(Given records)

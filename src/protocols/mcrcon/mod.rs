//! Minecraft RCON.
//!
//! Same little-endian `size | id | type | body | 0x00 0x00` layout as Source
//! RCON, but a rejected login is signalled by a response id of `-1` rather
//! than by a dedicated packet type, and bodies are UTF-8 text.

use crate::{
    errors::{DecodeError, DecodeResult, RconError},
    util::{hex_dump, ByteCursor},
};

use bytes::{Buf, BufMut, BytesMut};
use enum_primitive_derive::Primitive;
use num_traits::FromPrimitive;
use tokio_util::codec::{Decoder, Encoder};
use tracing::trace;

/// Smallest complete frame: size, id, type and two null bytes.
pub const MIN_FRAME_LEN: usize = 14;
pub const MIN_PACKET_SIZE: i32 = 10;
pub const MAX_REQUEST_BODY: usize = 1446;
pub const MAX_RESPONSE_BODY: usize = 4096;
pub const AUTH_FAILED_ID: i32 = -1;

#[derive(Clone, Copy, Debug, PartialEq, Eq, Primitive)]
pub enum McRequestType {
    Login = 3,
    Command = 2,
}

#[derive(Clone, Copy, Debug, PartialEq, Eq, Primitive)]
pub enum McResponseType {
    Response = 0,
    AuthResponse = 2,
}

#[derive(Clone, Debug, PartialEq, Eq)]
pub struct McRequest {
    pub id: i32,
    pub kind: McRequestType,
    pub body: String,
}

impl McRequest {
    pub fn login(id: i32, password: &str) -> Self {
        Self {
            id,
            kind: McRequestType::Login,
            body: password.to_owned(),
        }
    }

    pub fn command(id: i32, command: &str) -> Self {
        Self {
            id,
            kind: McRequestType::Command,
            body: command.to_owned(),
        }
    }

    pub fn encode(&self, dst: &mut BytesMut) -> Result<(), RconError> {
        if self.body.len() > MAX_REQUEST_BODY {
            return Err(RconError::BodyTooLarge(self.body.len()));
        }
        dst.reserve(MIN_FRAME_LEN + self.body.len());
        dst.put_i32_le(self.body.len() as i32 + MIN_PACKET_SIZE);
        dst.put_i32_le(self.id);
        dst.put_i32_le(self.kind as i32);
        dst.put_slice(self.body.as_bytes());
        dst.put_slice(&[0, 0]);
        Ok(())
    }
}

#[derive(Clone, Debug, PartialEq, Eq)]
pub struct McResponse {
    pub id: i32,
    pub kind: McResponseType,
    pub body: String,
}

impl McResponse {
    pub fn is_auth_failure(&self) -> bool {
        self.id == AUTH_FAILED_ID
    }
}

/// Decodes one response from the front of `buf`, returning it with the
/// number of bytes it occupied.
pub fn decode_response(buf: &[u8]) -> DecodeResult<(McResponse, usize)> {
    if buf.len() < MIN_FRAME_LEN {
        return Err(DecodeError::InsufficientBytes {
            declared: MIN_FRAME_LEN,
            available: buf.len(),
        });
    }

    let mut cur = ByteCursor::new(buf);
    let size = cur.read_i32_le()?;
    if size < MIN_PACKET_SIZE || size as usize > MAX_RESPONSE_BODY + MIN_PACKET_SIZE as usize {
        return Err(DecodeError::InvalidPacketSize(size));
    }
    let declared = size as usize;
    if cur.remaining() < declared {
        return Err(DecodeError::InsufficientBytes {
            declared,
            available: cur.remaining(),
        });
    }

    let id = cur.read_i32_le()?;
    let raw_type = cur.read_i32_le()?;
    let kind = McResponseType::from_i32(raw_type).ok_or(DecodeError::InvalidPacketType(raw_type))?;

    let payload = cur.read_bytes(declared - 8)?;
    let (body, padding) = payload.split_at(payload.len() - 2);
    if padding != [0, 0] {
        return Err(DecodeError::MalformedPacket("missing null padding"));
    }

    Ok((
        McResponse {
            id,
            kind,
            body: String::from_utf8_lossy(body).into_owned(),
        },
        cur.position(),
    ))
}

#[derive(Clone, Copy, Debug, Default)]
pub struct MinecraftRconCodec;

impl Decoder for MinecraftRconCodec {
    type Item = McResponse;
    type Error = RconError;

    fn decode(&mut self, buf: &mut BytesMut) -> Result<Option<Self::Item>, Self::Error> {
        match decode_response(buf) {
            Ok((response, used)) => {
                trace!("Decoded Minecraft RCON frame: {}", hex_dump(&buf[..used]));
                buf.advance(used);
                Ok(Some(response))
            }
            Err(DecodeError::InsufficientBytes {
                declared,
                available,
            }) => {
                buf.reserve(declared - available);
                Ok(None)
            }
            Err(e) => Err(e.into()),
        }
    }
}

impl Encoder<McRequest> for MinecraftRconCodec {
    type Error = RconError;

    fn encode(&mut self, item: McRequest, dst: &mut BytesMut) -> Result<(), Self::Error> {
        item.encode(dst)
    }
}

(End Given records)

* [Exercise]
Above are some records. Print them all exactly.

* [Answer space]
filename src/protocols/mcrcon/mod.rs
//! Minecraft RCON.
//!
//! Same little-endian `size | id | type | body | 0x00 0x00` layout as Source
//! RCON, but a rejected login is signalled by a response id of `-1` rather
//! than by a dedicated packet type, and bodies are UTF-8 text.

use crate::{
    errors::{DecodeError, DecodeResult, RconError},
    util::{hex_dump, ByteCursor},
};

use bytes::{Buf, BufMut, BytesMut};
use enum_primitive_derive::Primitive;
use num_traits::FromPrimitive;
use tokio_util::codec::{Decoder, Encoder};
use tracing::trace;

/// Smallest complete frame: size, id, type and two null bytes.
pub const MIN_FRAME_LEN: usize = 14;
pub const MIN_PACKET_SIZE: i32 = 10;
pub const MAX_REQUEST_BODY: usize = 1446;
pub const MAX_RESPONSE_BODY: usize = 4096;
pub const AUTH_FAILED_ID: i32 = -1;

#[derive(Clone, Copy, Debug, PartialEq, Eq, Primitive)]
pub enum McRequestType {
    Login = 3,
    Command = 2,
}

#[derive(Clone, Copy, Debug, PartialEq, Eq, Primitive)]
pub enum McResponseType {
    Response = 0,
    AuthResponse = 2,
}

#[derive(Clone, Debug, PartialEq, Eq)]
pub struct McRequest {
    pub id: i32,
    pub kind: McRequestType,
    pub body: String,
}

impl McRequest {
    pub fn login(id: i32, password: &str) -> Self {
        Self {
            id,
            kind: McRequestType::Login,
            body: password.to_owned(),
        }
    }

    pub fn command(id: i32, command: &str) -> Self {
        Self {
            id,
            kind: McRequestType::Command,
            body: command.to_owned(),
        }
    }

    pub fn encode(&self, dst: &mut BytesMut) -> Result<(), RconError> {
        if self.body.len() > MAX_REQUEST_BODY {
            return Err(RconError::BodyTooLarge(self.body.len()));
        }
        dst.reserve(MIN_FRAME_LEN + self.body.len());
        dst.put_i32_le(self.body.len() as i32 + MIN_PACKET_SIZE);
        dst.put_i32_le(self.id);
        dst.put_i32_le(self.kind as i32);
        dst.put_slice(self.body.as_bytes());
        dst.put_slice(&[0, 0]);
        Ok(())
    }
}

#[derive(Clone, Debug, PartialEq, Eq)]
pub struct McResponse {
    pub id: i32,
    pub kind: McResponseType,
    pub body: String,
}

impl McResponse {
    pub fn is_auth_failure(&self) -> bool {
        self.id == AUTH_FAILED_ID
    }
}

/// Decodes one response from the front of `buf`, returning it with the
/// number of bytes it occupied.
pub fn decode_response(buf: &[u8]) -> DecodeResult<(McResponse, usize)> {
    if buf.len() < MIN_FRAME_LEN {
        return Err(DecodeError::InsufficientBytes {
            declared: MIN_FRAME_LEN,
            available: buf.len(),
        });
    }

    let mut cur = ByteCursor::new(buf);
    let size = cur.read_i32_le()?;
    if size < MIN_PACKET_SIZE || size as usize > MAX_RESPONSE_BODY + MIN_PACKET_SIZE as usize {
        return Err(DecodeError::InvalidPacketSize(size));
    }
    let declared = size as usize;
    if cur.remaining() < declared {
        return Err(DecodeError::InsufficientBytes {
            declared,
            available: cur.remaining(),
        });
    }

    let id = cur.read_i32_le()?;
    let raw_type = cur.read_i32_le()?;
    let kind = McResponseType::from_i32(raw_type).ok_or(DecodeError::InvalidPacketType(raw_type))?;

    let payload = cur.read_bytes(declared - 8)?;
    let (body, padding) = payload.split_at(payload.len() - 2);
    if padding != [0, 0] {
        return Err(DecodeError::MalformedPacket("missing null padding"));
    }

    Ok((
        McResponse {
            id,
            kind,
            body: String::from_utf8_lossy(body).into_owned(),
        },
        cur.position(),
    ))
}

#[derive(Clone, Copy, Debug, Default)]
pub struct MinecraftRconCodec;

impl Decoder for MinecraftRconCodec {
    type Item = McResponse;
    type Error = RconError;

    fn decode(&mut self, buf: &mut BytesMut) -> Result<Option<Self::Item>, Self::Error> {
        match decode_response(buf) {
            Ok((response, used)) => {
                trace!("Decoded Minecraft RCON frame: {}", hex_dump(&buf[..used]));
                buf.advance(used);
                Ok(Some(response))
            }
            Err(DecodeError::InsufficientBytes {
                declared,
                available,
            }) => {
                buf.reserve(declared - available);
                Ok(None)
            }
            Err(e) => Err(e.into()),
        }
    }
}

impl Encoder<McRequest> for MinecraftRconCodec {
    type Error = RconError;

    fn encode(&mut self, item: McRequest, dst: &mut BytesMut) -> Result<(), Self::Error> {
        item.encode(dst)
    }
}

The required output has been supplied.